I went for a visualization that contained familiar things. “Think of three circles. Label one ‘trauma and pain,’ another ‘destructive ways of responding’ and the third ‘constructive ways of responding.’ Okay?” After a couple of examples of what trauma is and what are destructive and constructive ways of dealing with things are, he got it.
“If the constructive circle is really large and the destructive circle is small, a person is in good shape. That’s mental health. They may not be happy about their pain and whatever caused it, but they cope, and cope well.
“If the destructive area is large and the constructive area is small, that’s a person with problems. The therapist’s job is to coach that person on ways to shrink the destructive circle and enlarge the constructive one. You can’t just erase the destructive patterns, because even though they aren’t ideal, they are a way to cope. You have to put something in their place first.
“So why do people choose destructive ways of coping in the first place? Why don’t they go for the gold when they are kids?
“Well, maybe they were taught destructive patterns. If their parents were no good low-life scum, that’s what they had as role models. Or maybe their parents taught them destructive ways, either because it was easier on them or out of ignorance. Kids learn from the people around them. They copy what they see their parents doing.
“Also, unfortunately, destructive ways of coping are very effective in the short term. If you lose everybody you love in a car crash, you could forget the pain for a while by getting blissed out on heroin.
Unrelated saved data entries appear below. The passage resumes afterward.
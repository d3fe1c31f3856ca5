//! TRB ring engines: the command ring, per-endpoint transfer rings, and the
//! event ring all share the same Link-TRB-terminated layout (§3, §4.7).
//!
//! The command ring's software cycle state is a constant for the kernel's
//! entire lifetime — only the controller's internal CSS ever flips it, via
//! the Link TRB's Toggle-Cycle bit (§3, testable property 6). Transfer rings
//! are not bound by that invariant: a long-lived endpoint can wrap many
//! times over its life, so [`ProducerRing::transfer_ring`] follows the usual
//! toggle-on-wrap discipline instead.

use core::mem::size_of;
use core::sync::atomic::{fence, Ordering};

use x86_64::structures::paging::Size4KiB;
use x86_64::PhysAddr;

use crate::driver::xhci::trb::{Trb, TrbType};
use crate::mem::dma::DmaBuffer;

/// Advances a producer ring's enqueue index past one written slot, following
/// the Link TRB back to the start when it would land on it. Pulled out of
/// [`ProducerRing::enqueue`] so the wrap/toggle arithmetic is host-testable
/// without a DMA-backed ring.
fn advance_producer(enqueue: usize, capacity: usize, cycle: bool, toggle_on_wrap: bool) -> (usize, bool) {
    let next = enqueue + 1;
    if next == capacity - 1 {
        (0, if toggle_on_wrap { !cycle } else { cycle })
    } else {
        (next, cycle)
    }
}

/// Advances an event ring's dequeue index, toggling the consumer cycle state
/// on wraparound (there is no Link TRB on the consumer side — the ring is a
/// single contiguous segment per the ERST entry).
fn advance_consumer(dequeue: usize, capacity: usize, cycle: bool) -> (usize, bool) {
    let next = dequeue + 1;
    if next == capacity {
        (0, !cycle)
    } else {
        (next, cycle)
    }
}

/// A producer-side ring: software enqueues TRBs, the controller consumes
/// them. Backs both the command ring and per-slot/per-endpoint transfer
/// rings.
pub struct ProducerRing {
    buf: DmaBuffer,
    capacity: usize,
    enqueue: usize,
    cycle_state: bool,
    toggle_on_wrap: bool,
}

impl ProducerRing {
    fn new(capacity: usize, toggle_on_wrap: bool) -> Self {
        assert!(
            capacity >= 2,
            "a ring needs at least one data slot plus the trailing Link TRB"
        );
        let bytes = capacity * size_of::<Trb>();
        let pages = bytes.div_ceil(Size4KiB::SIZE as usize);
        let buf = DmaBuffer::alloc_pages(pages);

        let ring = Self {
            buf,
            capacity,
            enqueue: 0,
            cycle_state: true,
            toggle_on_wrap,
        };

        let mut link = Trb::zeroed();
        link.parameter = ring.buf.phys_addr().as_u64();
        link.set_trb_type(TrbType::Link);
        link.control |= 1 << 1; // Toggle Cycle
        link.set_cycle(true);
        unsafe { ring.slot_ptr(capacity - 1).write_volatile(link) };

        ring
    }

    /// Command rings never toggle their software cycle state (§3).
    pub fn command_ring(capacity: usize) -> Self {
        Self::new(capacity, false)
    }

    /// Transfer rings toggle on wrap like any ordinary producer ring.
    pub fn transfer_ring(capacity: usize) -> Self {
        Self::new(capacity, true)
    }

    pub fn phys_addr(&self) -> PhysAddr {
        self.buf.phys_addr()
    }

    pub fn cycle_state(&self) -> bool {
        self.cycle_state
    }

    fn slot_ptr(&self, index: usize) -> *mut Trb {
        unsafe { self.buf.as_ptr::<Trb>().add(index) }
    }

    /// Enqueues `trb`, overwriting its cycle bit with the ring's current
    /// cycle state, memory-fences, then advances past the written slot
    /// (§4.8). Never writes into the Link TRB slot. Returns the physical
    /// address of the slot written, which callers use to key completion
    /// events back to their originating command or transfer.
    pub fn enqueue(&mut self, mut trb: Trb) -> PhysAddr {
        trb.set_cycle(self.cycle_state);
        let slot_addr = self.buf.phys_addr() + (self.enqueue * size_of::<Trb>()) as u64;
        unsafe { self.slot_ptr(self.enqueue).write_volatile(trb) };
        fence(Ordering::SeqCst);

        let (enqueue, cycle_state) =
            advance_producer(self.enqueue, self.capacity, self.cycle_state, self.toggle_on_wrap);
        self.enqueue = enqueue;
        self.cycle_state = cycle_state;

        slot_addr
    }
}

#[repr(C)]
struct ErstEntry {
    base: u64,
    size: u32,
    _rsvdz: u64,
}

/// The event ring: hardware-produced completion/status TRBs that software
/// dequeues and acknowledges via ERDP (§3, §4.8). Backed by a single-segment
/// ERST, as Phase C allocates.
pub struct EventRing {
    buf: DmaBuffer,
    erst: DmaBuffer,
    capacity: usize,
    dequeue: usize,
    cycle_state: bool,
}

impl EventRing {
    pub fn new(capacity: usize) -> Self {
        let bytes = capacity * size_of::<Trb>();
        let pages = bytes.div_ceil(Size4KiB::SIZE as usize);
        let buf = DmaBuffer::alloc_pages(pages);
        let erst = DmaBuffer::alloc_pages(1);

        let entry = ErstEntry {
            base: buf.phys_addr().as_u64(),
            size: capacity as u32,
            _rsvdz: 0,
        };
        unsafe { erst.as_ptr::<ErstEntry>().write_volatile(entry) };

        Self {
            buf,
            erst,
            capacity,
            dequeue: 0,
            cycle_state: true,
        }
    }

    pub fn ring_phys_addr(&self) -> PhysAddr {
        self.buf.phys_addr()
    }

    pub fn erst_phys_addr(&self) -> PhysAddr {
        self.erst.phys_addr()
    }

    /// The controller currently knows only one segment per event ring.
    pub fn erst_entry_count(&self) -> u32 {
        1
    }

    fn slot_ptr(&self, index: usize) -> *const Trb {
        unsafe { self.buf.as_ptr::<Trb>().add(index) }
    }

    /// Returns the next event TRB and the physical address to write into
    /// ERDP for it, or `None` if the controller has not produced one yet —
    /// recognized by the slot's cycle bit matching ours (§3's Event ring
    /// invariant).
    pub fn dequeue(&mut self) -> Option<(Trb, PhysAddr)> {
        let trb = unsafe { self.slot_ptr(self.dequeue).read_volatile() };
        if trb.cycle() != self.cycle_state {
            return None;
        }

        let addr = self.buf.phys_addr() + (self.dequeue * size_of::<Trb>()) as u64;
        let (dequeue, cycle_state) = advance_consumer(self.dequeue, self.capacity, self.cycle_state);
        self.dequeue = dequeue;
        self.cycle_state = cycle_state;

        Some((trb, addr))
    }
}

#[cfg(test)]
mod tests {
    use super::*;

    #[test]
    fn producer_cycle_state_never_toggles_when_disabled() {
        // mirrors the command ring's invariant (§3, testable property 6)
        let mut enqueue = 0;
        let mut cycle = true;
        for _ in 0..10 {
            let (next, c) = advance_producer(enqueue, 8, cycle, false);
            enqueue = next;
            cycle = c;
            assert!(cycle);
        }
    }

    #[test]
    fn producer_toggles_on_wrap_when_enabled() {
        let (enqueue, cycle) = advance_producer(6, 8, true, true);
        assert_eq!(enqueue, 0);
        assert!(!cycle);
    }

    #[test]
    fn producer_does_not_wrap_onto_link_slot() {
        // capacity 8: slots 0..=6 are data, slot 7 is the Link TRB
        let (enqueue, _) = advance_producer(5, 8, true, false);
        assert_eq!(enqueue, 6);
    }

    #[test]
    fn consumer_toggles_cycle_on_wrap() {
        let (dequeue, cycle) = advance_consumer(255, 256, true);
        assert_eq!(dequeue, 0);
        assert!(!cycle);
    }

    #[test]
    fn consumer_does_not_toggle_mid_ring() {
        let (dequeue, cycle) = advance_consumer(10, 256, true);
        assert_eq!(dequeue, 11);
        assert!(cycle);
    }
}
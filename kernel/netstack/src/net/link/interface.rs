use crate::net::{DataLinkProtocol, Device, MacAddr, ReadFrameResult};
use alloc::boxed::Box;
use alloc::sync::Arc;
use core::alloc::AllocError;
use core::pin::Pin;
use core::task::{Context, Poll};
use derive_more::Constructor;
use foundation::falloc::vec::FVec;
use foundation::future::lock::FutureMutex;
use foundation::io::ReadError;
use futures::Stream;

#[derive(Constructor)]
pub struct Frame(DataLinkProtocol, FVec<u8>);

impl Frame {
    pub fn protocol(&self) -> DataLinkProtocol {
        self.0
    }

    pub fn into_data(self) -> FVec<u8> {
        self.1
    }
}

pub struct Interface {
    device: Arc<FutureMutex<Box<dyn Device>>>,
    mac_addr: MacAddr,
    protocol: DataLinkProtocol,
}

impl Interface {
    pub fn new(device: Box<dyn Device>) -> Interface {
        let mac_addr = device.mac_addr();
        let protocol = device.protocol();
        let device = Arc::new(FutureMutex::new(device));
        Self {
            device,
            mac_addr,
            protocol,
        }
    }

    pub fn mac_addr(&self) -> MacAddr {
        self.mac_addr
    }

    pub fn protocol(&self) -> DataLinkProtocol {
        self.protocol
    }

    pub fn frames(&self) -> Result<FrameStream, AllocError> {
        Ok(FrameStream {
            device: self.device.clone(),
            protocol: self.protocol,
        })
    }
}

pub struct FrameStream {
    device: Arc<FutureMutex<Box<dyn Device>>>,
    protocol: DataLinkProtocol,
}

impl Stream for FrameStream {
    type Item = Frame;

    fn poll_next(self: Pin<&mut Self>, cx: &mut Context<'_>) -> Poll<Option<Self::Item>> {
        // TODO: does this size make sense?
        let mut frame = match FVec::try_with_capacity(2048) {
            Ok(v) => v,
            Err(_) => {
                cx.waker().wake_by_ref();
                return Poll::Pending;
            }
        };

        let Some(mut guard) = self.device.try_lock() else {
            cx.waker().wake_by_ref();
            return Poll::Pending;
        };

        let mut buf = [0_u8; 2048];
        loop {
            match guard.read_frame(&mut buf) {
                Ok(ReadFrameResult::Incomplete(n)) => {
                    // TODO: log packet loss if this errors
                    let _ = frame.try_extend(buf.iter().copied().take(n));
                }
                Ok(ReadFrameResult::Complete(n)) => {
                    // TODO: log packet loss if this errors
                    let _ = frame.try_extend(buf.iter().copied().take(n));
                    return Poll::Ready(Some(Frame::new(self.protocol, frame)));
                }
                Err(ReadError::WouldBlock) => {
                    guard.wake_upon_data_available(cx.waker());
                    return Poll::Pending;
                }
                Err(ReadError::EndOfStream) => {
                    return Poll::Ready(None);
                }
            };
        }
    }
}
If you are dead broke, you could try robbing a few people. Problem solved for now, but far more problems ahead.
“So therapy is teaching a person to replace poor methods of coping with better ones and of titrating awareness of the pain so that it’s not too much, so that it doesn’t overwhelm the coping mechanisms.”
For you “person” people out there, titrating means adding one liquid to another, drop by drop, until you get the balance you want.)
He got it. No magic, just plain old ordinary common sense. And it is all true!
I just thought, this might be a good way of explaining therapy or healing to a kid alter. It would be above the littlest ones’ heads, but at about eight, their thinking should be sophisticated enough to understand.